In January of 2016 Penguin Random House UK announced they were taking all degree requirements off their job applications. Ironically, at that same time many of us in GWU Cohort 12 were making the decision to attend Graduate School.

“Not having been through higher education will no longer preclude anyone from joining and progressing their career” was the statement that came down from the HR department. In an effort to reach the widest audience possible Penguin Random declared, “We believe this is critical to our future: to publish the best books that appeal to readers everywhere, we need to have people from different backgrounds with different perspectives and a workforce that truly reflects today’s society.”

Similarly, UK accounting firm Price Waterhouse Coopers made a parallel move in their industry, discontinuing the basis of hiring on a rating system. Ernst & Young, Britain’s biggest graduate recruiter, did the same citing: “We want to attract the best people to help grow and shape the future of our company, regardless of their background – and that means that we need to think and act differently. Simply, if you’re talented and you have potential, we want to hear from you.”

In February 2016 a discussion at The Scholarly Kitchen asked, Is It Necessary to Have An Advanced Degree To Succeed in Publishing? The resounding answer from the panel: “it depends.” One response: “People with advanced degrees have already demonstrated their ability to learn things, to learn on a large scale, and to learn quickly: this has a reasonable chance to carry over.” Another: “Necessary? No. Helpful? Sometimes.” And concluding: “There are many factors that lead to an individual’s success in any field. Their preparatory education is only one of those variables. Finding their passion seems to be another, as is drive, lifestyle requirements, cultural fit, etc. To anticipate success or failure based on education alone feels like a vast oversimplification.”

In August 2016 Brian O’Leary proposed the idea that “book publishing would benefit from an investment in certification.” He continued, “The industry has yet to develop a core curriculum that describes what we expect from a digitally literate editor, publisher, or marketer.”

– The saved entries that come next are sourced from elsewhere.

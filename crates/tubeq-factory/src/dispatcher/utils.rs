use super::types::FetchStatus;
use anyhow::{Context, Result};
use std::{
    ffi::OsString,
    io::{BufRead, BufReader, Read},
    path::{Path, PathBuf},
};
use tubeq_core::{DownloadOptions, PostProcessor};

/// Prefix of the line yt-dlp prints once the final file is in place.
pub const SAVED_MARKER: &str = "[saved] ";
/// Printed right before post-processors (audio extraction) run. `--print`
/// lines reach stdout even though `--print` silences yt-dlp's own status lines.
pub const POSTPROCESS_MARKER: &str = "[postprocess] ";

pub fn check_dependencies(ytdlp: &Path) -> Result<()> {
    which::which(ytdlp)
        .with_context(|| format!("'{}' not found in PATH.", ytdlp.display()))?;
    which::which("ffmpeg").context("'ffmpeg' not found in PATH.")?;
    Ok(())
}

pub fn build_ytdlp_args(url: &str, options: &DownloadOptions) -> Vec<OsString> {
    let mut args: Vec<OsString> = vec![
        "-f".into(),
        options.format.clone().into(),
        "-o".into(),
        options.output_template.clone().into_os_string(),
        "--newline".into(), // one progress update per line
        "--progress".into(),
        "--no-warnings".into(),
        "--print".into(),
        format!("post_process:{POSTPROCESS_MARKER}%(id)s").into(),
        "--print".into(),
        format!("after_move:{SAVED_MARKER}%(filepath)s").into(),
    ];

    if let Some(PostProcessor::ExtractAudio { codec, quality }) = &options.post_processor {
        args.extend([
            "--extract-audio".into(),
            "--audio-format".into(),
            codec.clone().into(),
            "--audio-quality".into(),
            quality.clone().into(),
        ]);
    }

    args.push(url.into());
    args
}

/// Maps one line of yt-dlp stdout to a status update, if it carries one.
pub fn parse_output_line(line: &str) -> Option<FetchStatus> {
    if let Some(path) = line.strip_prefix(SAVED_MARKER) {
        let path = path.trim();
        return (!path.is_empty()).then(|| FetchStatus::Saved(PathBuf::from(path)));
    }

    // "[download]  45.0% of 3.20MiB at 1.10MiB/s ETA 00:02"
    if let Some(rest) = line.strip_prefix("[download]") {
        let end = rest.find('%')?;
        let pct: f32 = rest[..end].trim().parse().ok()?;
        return Some(FetchStatus::Downloading((pct / 100.0).clamp(0.0, 1.0)));
    }

    if line.starts_with(POSTPROCESS_MARKER) {
        return Some(FetchStatus::PostProcessing);
    }

    None
}

/// Collects the text of every `ERROR:` line yt-dlp writes to stderr.
pub fn collect_error_lines<R: Read>(reader: R) -> Vec<String> {
    BufReader::new(reader)
        .lines()
        .map_while(|line| line.ok())
        .filter_map(|line| {
            line.trim()
                .strip_prefix("ERROR:")
                .map(|msg| msg.trim().to_string())
        })
        .collect()
}

pub fn failure_message(errors: &[String], status: Option<i32>) -> String {
    match (errors.last(), status) {
        (Some(last), _) => format!("ERROR: {}", last),
        (None, Some(code)) => format!("yt-dlp exited with status {}", code),
        (None, None) => "yt-dlp was terminated by a signal".to_string(),
    }
}
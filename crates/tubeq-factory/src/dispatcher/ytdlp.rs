use super::types::{DownloadEngine, EngineError, FetchStatus};
use super::utils::{build_ytdlp_args, collect_error_lines, failure_message, parse_output_line};
use std::{
    io::{BufRead, BufReader},
    path::PathBuf,
    process::{Command, Stdio},
    thread,
};
use tracing::debug;
use tubeq_core::DownloadOptions;

/// Runs the `yt-dlp` executable once per URL.
#[derive(Debug, Clone)]
pub struct YtDlpEngine {
    program: PathBuf,
}

impl YtDlpEngine {
    pub fn new(program: impl Into<PathBuf>) -> Self {
        Self {
            program: program.into(),
        }
    }

    fn program_name(&self) -> String {
        self.program.display().to_string()
    }
}

impl DownloadEngine for YtDlpEngine {
    fn fetch(
        &mut self,
        url: &str,
        options: &DownloadOptions,
        on_status: &mut dyn FnMut(FetchStatus),
    ) -> Result<(), EngineError> {
        on_status(FetchStatus::Starting);

        let args = build_ytdlp_args(url, options);
        debug!(program = %self.program.display(), ?args, "spawning yt-dlp");

        let mut child = Command::new(&self.program)
            .args(&args)
            .stdin(Stdio::null())
            .stdout(Stdio::piped())
            .stderr(Stdio::piped())
            .spawn()
            .map_err(|source| EngineError::Spawn {
                program: self.program_name(),
                source,
            })?;

        // stderr is drained on the side so a chatty extractor can't block stdout.
        let stderr_reader = child
            .stderr
            .take()
            .map(|stderr| thread::spawn(move || collect_error_lines(stderr)));

        if let Some(stdout) = child.stdout.take() {
            for line in BufReader::new(stdout).lines() {
                let line = match line {
                    Ok(line) => line,
                    Err(source) => {
                        let _ = child.kill();
                        let _ = child.wait();
                        return Err(EngineError::Io {
                            program: self.program_name(),
                            source,
                        });
                    }
                };
                if let Some(status) = parse_output_line(&line) {
                    on_status(status);
                }
            }
        }

        let status = child.wait().map_err(|source| EngineError::Io {
            program: self.program_name(),
            source,
        })?;
        let errors = stderr_reader
            .and_then(|handle| handle.join().ok())
            .unwrap_or_default();

        if status.success() {
            debug!(%url, "yt-dlp finished");
            Ok(())
        } else {
            Err(EngineError::Failed {
                status: status.code(),
                message: failure_message(&errors, status.code()),
            })
        }
    }
}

O’Leary believes the graduate programs are incomplete. Our professors at GWU might disagree with his assessment: “The courses are for the most part taught by industry professionals who develop their own curriculum based on experience, not cutting-edge research. This approach means that degree candidates hear past practices as best practices, at a time when digital access is changing the rules. Few address supply-chain issues, even though the most junior editors need to understand how to use and interpret data drawn from distribution and sales. Technology has made both print and digital book production much more flexible and complex, but courses on those topics are rare.”

O’Leary concludes with the idea that certification programs would give publishing “an opportunity to celebrate those among us who want to improve themselves and our industry.” And that “we need that kind of commitment in publishing, both to retain our most committed talent and to foster a culture of education and improvement.”

And finally, this week in Frankfurt, a keynote by Wiley CEO Mark Allin shared: “Wiley works with universities and corporations around the world to address the ‘global talent crisis’ helping to identify employment opportunities and help recruit, develop and retain talent.” Allin claimed that “college graduates are not receiving all of the skills needed, and they will be competing for jobs that have yet to be created.”

Disruption can be frightening, as can the culture of “good enough.” Whether potential and passion can replace experience and knowledge is yet to be determined, but we here in Cohort 12 are proudly on the frontlines of learning, preserving, extending, adapting, and improving ourselves and the publishing industry, for the greater good.